Impact Insights

NHIT WEEK: Close to the Heart – Electronic Medication Reconciliation

Kristen Langevin

One of the first projects I was given as a healthcare IT Application Analyst was Electronic Medication Reconciliation. Tasked with defining a process for electronically capturing home medications and integrating them into the inpatient medication list seemed like a daunting task but I was truly up for the challenge. You see, “Med Rec” had previously played a part in my life on a personal level and I was energized to make a difference through this project.

In 1992 my Nana suffered from coronary artery disease, had had a stroke, and used a pacemaker. On blood thinners to help manage her heart health and at the advice of her cardiologist; she was scheduled to have a routine angioplasty to increase blood flow in one of her arteries. During that procedure, her artery collapsed. Stents were not used at the time, so an emergency bypass was performed.

There were no electronic measures in place for Medication Reconciliation at that time and it was missed in the paper chart that my Nana was on Coumadin. Although the bypass surgery was successful, my Nana passed away from blood loss due to the anticoagulants she had been taking.  At the time I didn’t realize how intimately the loss of my beloved Nana would intertwine with my future purpose in Healthcare IT although I did have an acute awareness that this could’ve been prevented somehow.
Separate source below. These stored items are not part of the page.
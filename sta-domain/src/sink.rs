//! Event sinks.
//!
//! A sink receives one [`EntityEvent`] per successful aggregate operation.
//! Delivery is best-effort: sinks never propagate failures back into the
//! write path.

use crate::EntityEvent;
use std::sync::{Mutex, PoisonError};
use tokio::sync::broadcast;
use tracing::debug;

/// Receives domain events emitted by aggregates.
pub trait EventSink: Send + Sync {
    /// Publishes one event. Must not fail; delivery problems are the
    /// sink's own concern.
    fn publish(&self, event: EntityEvent);
}

/// Discards every event. Useful when notification is disabled.
#[derive(Debug, Default, Clone, Copy)]
pub struct NullSink;

impl EventSink for NullSink {
    fn publish(&self, _event: EntityEvent) {}
}

/// Collects events in memory until drained.
///
/// Used by deep-insert orchestration to hold events back until the whole
/// entity graph has persisted, and by tests to assert on emissions.
#[derive(Debug, Default)]
pub struct BufferSink {
    events: Mutex<Vec<EntityEvent>>,
}

impl BufferSink {
    /// Creates an empty buffer.
    #[must_use]
    pub fn new() -> Self {
        Self::default()
    }

    /// Removes and returns all buffered events in publish order.
    #[must_use]
    pub fn drain(&self) -> Vec<EntityEvent> {
        std::mem::take(&mut *self.lock())
    }

    /// Number of buffered events.
    #[must_use]
    pub fn len(&self) -> usize {
        self.lock().len()
    }

    /// True when no events are buffered.
    #[must_use]
    pub fn is_empty(&self) -> bool {
        self.lock().is_empty()
    }

    fn lock(&self) -> std::sync::MutexGuard<'_, Vec<EntityEvent>> {
        self.events.lock().unwrap_or_else(PoisonError::into_inner)
    }
}

impl EventSink for BufferSink {
    fn publish(&self, event: EntityEvent) {
        self.lock().push(event);
    }
}

/// Fans events out to broadcast subscribers (the MQTT dispatcher and any
/// other in-process listeners).
#[derive(Debug, Clone)]
pub struct BroadcastSink {
    tx: broadcast::Sender<EntityEvent>,
}

impl BroadcastSink {
    /// Creates a sink with the given channel capacity.
    ///
    /// Slow subscribers that fall more than `capacity` events behind skip
    /// ahead and observe a lag error on their receiver.
    #[must_use]
    pub fn new(capacity: usize) -> Self {
        let (tx, _) = broadcast::channel(capacity);
        Self { tx }
    }

    /// Subscribes a new receiver to all future events.
    #[must_use]
    pub fn subscribe(&self) -> broadcast::Receiver<EntityEvent> {
        self.tx.subscribe()
    }

    /// Number of live subscribers.
    #[must_use]
    pub fn subscriber_count(&self) -> usize {
        self.tx.receiver_count()
    }
}

impl EventSink for BroadcastSink {
    fn publish(&self, event: EntityEvent) {
        if self.tx.send(event).is_err() {
            debug!("no subscribers, dropping entity event");
        }
    }
}
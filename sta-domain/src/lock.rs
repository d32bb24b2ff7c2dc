//! Per-process named locks.
//!
//! Find-or-create sequences (unit-of-measurement dedup, datastream
//! creation) race under concurrent requests for logically identical
//! resources. A named lock keyed by the business identifier serializes them
//! within this process. It offers no cross-instance safety; horizontally
//! scaled deployments must back this with a database uniqueness constraint.

use std::collections::HashMap;
use std::sync::{Arc, Mutex as StdMutex, PoisonError};
use tokio::sync::{Mutex, OwnedMutexGuard};

/// Registry of named locks. Lock cells are created on first use and kept
/// for the registry's lifetime.
#[derive(Debug, Default)]
pub struct LockRegistry {
    locks: StdMutex<HashMap<String, Arc<Mutex<()>>>>,
}

/// RAII guard for one named critical section.
#[derive(Debug)]
pub struct LockGuard {
    _guard: OwnedMutexGuard<()>,
}

impl LockRegistry {
    /// Creates an empty registry.
    #[must_use]
    pub fn new() -> Self {
        Self::default()
    }

    /// Enters the critical section for `key`, blocking until it is free.
    ///
    /// Synchronous call sites only; must not be called from an async
    /// executor thread.
    #[must_use]
    pub fn guard(&self, key: &str) -> LockGuard {
        let cell = self
            .locks
            .lock()
            .unwrap_or_else(PoisonError::into_inner)
            .entry(key.to_string())
            .or_default()
            .clone();
        LockGuard {
            _guard: cell.blocking_lock_owned(),
        }
    }

    /// Number of distinct keys ever locked.
    #[must_use]
    pub fn key_count(&self) -> usize {
        self.locks
            .lock()
            .unwrap_or_else(PoisonError::into_inner)
            .len()
    }
}
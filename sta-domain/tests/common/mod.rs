//! Shared fixtures for domain tests.

#![allow(dead_code)]

use chrono::{DateTime, TimeZone, Utc};
use serde_json::json;
use sta_model::{
    Datastream, FeatureOfInterest, Location, Observation, Sensor, Thing, UnitOfMeasurement,
};
use sta_types::{EntityId, TimeInterval};

pub fn at(secs: i64) -> DateTime<Utc> {
    Utc.timestamp_opt(secs, 0).unwrap()
}

pub fn interval(start: i64, end: i64) -> TimeInterval {
    TimeInterval::new(at(start), at(end))
}

pub fn thing(id: &str) -> Thing {
    Thing {
        id: EntityId::new(id),
        name: "Weather station".into(),
        description: "Rooftop station".into(),
        properties: None,
        party: None,
        locations: vec![],
    }
}

pub fn location(id: &str) -> Location {
    Location {
        id: EntityId::new(id),
        name: "Rooftop".into(),
        description: "North-east corner".into(),
        encoding_type: "application/geo+json".into(),
        location: json!({"type": "Point", "coordinates": [7.82, 52.05]}),
        things: vec![],
    }
}

pub fn sensor(id: &str) -> Sensor {
    Sensor {
        id: EntityId::new(id),
        name: "DHT22".into(),
        description: "Temperature/humidity sensor".into(),
        encoding_type: "application/pdf".into(),
        metadata: "https://example.org/dht22.pdf".into(),
    }
}

pub fn unit() -> UnitOfMeasurement {
    UnitOfMeasurement {
        name: "degree Celsius".into(),
        symbol: "°C".into(),
        definition: "ucum:Cel".into(),
    }
}

pub fn datastream(id: &str) -> Datastream {
    Datastream {
        id: EntityId::new(id),
        name: "Air temperature".into(),
        description: "2m air temperature".into(),
        observation_type: "Measurement".into(),
        unit_of_measurement: unit(),
        observed_area: None,
        phenomenon_time: Some(interval(100, 200)),
        result_time: Some(interval(100, 200)),
        properties: None,
        thing: Some(EntityId::new("thing-1")),
        sensor: Some(EntityId::new("sensor-1")),
        observed_property: Some(EntityId::new("op-1")),
    }
}

pub fn feature(id: &str) -> FeatureOfInterest {
    FeatureOfInterest {
        id: EntityId::new(id),
        name: "Sampling point".into(),
        description: "Rooftop air".into(),
        encoding_type: "application/geo+json".into(),
        feature: json!({"type": "Point", "coordinates": [7.82, 52.05]}),
    }
}

pub fn observation(id: &str) -> Observation {
    Observation {
        id: EntityId::new(id),
        phenomenon_time: Some(TimeInterval::instant(at(150))),
        result_time: Some(at(150)),
        result: json!(21.5),
        valid_time: None,
        parameters: None,
        datastream: Some(EntityId::new("ds-1")),
        feature_of_interest: Some(EntityId::new("foi-1")),
    }
}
Today, medication errors have decreased as the tools to electronically identify the right patient, the right medication, at the right time are widely available as well as required to ensure medication administration is appropriate, accurate, and safe. Med Rec will always be close to my heart as part of my personal story and I am grateful to have played a small part in improving patient care in memory of my Nana.

One thought on “NHIT WEEK: Close to the Heart – Electronic Medication Reconciliation

  1. Hits home, doesn’t it? Thank you for taking time to share your personal story – I appreciate the real-life intersection to our careers.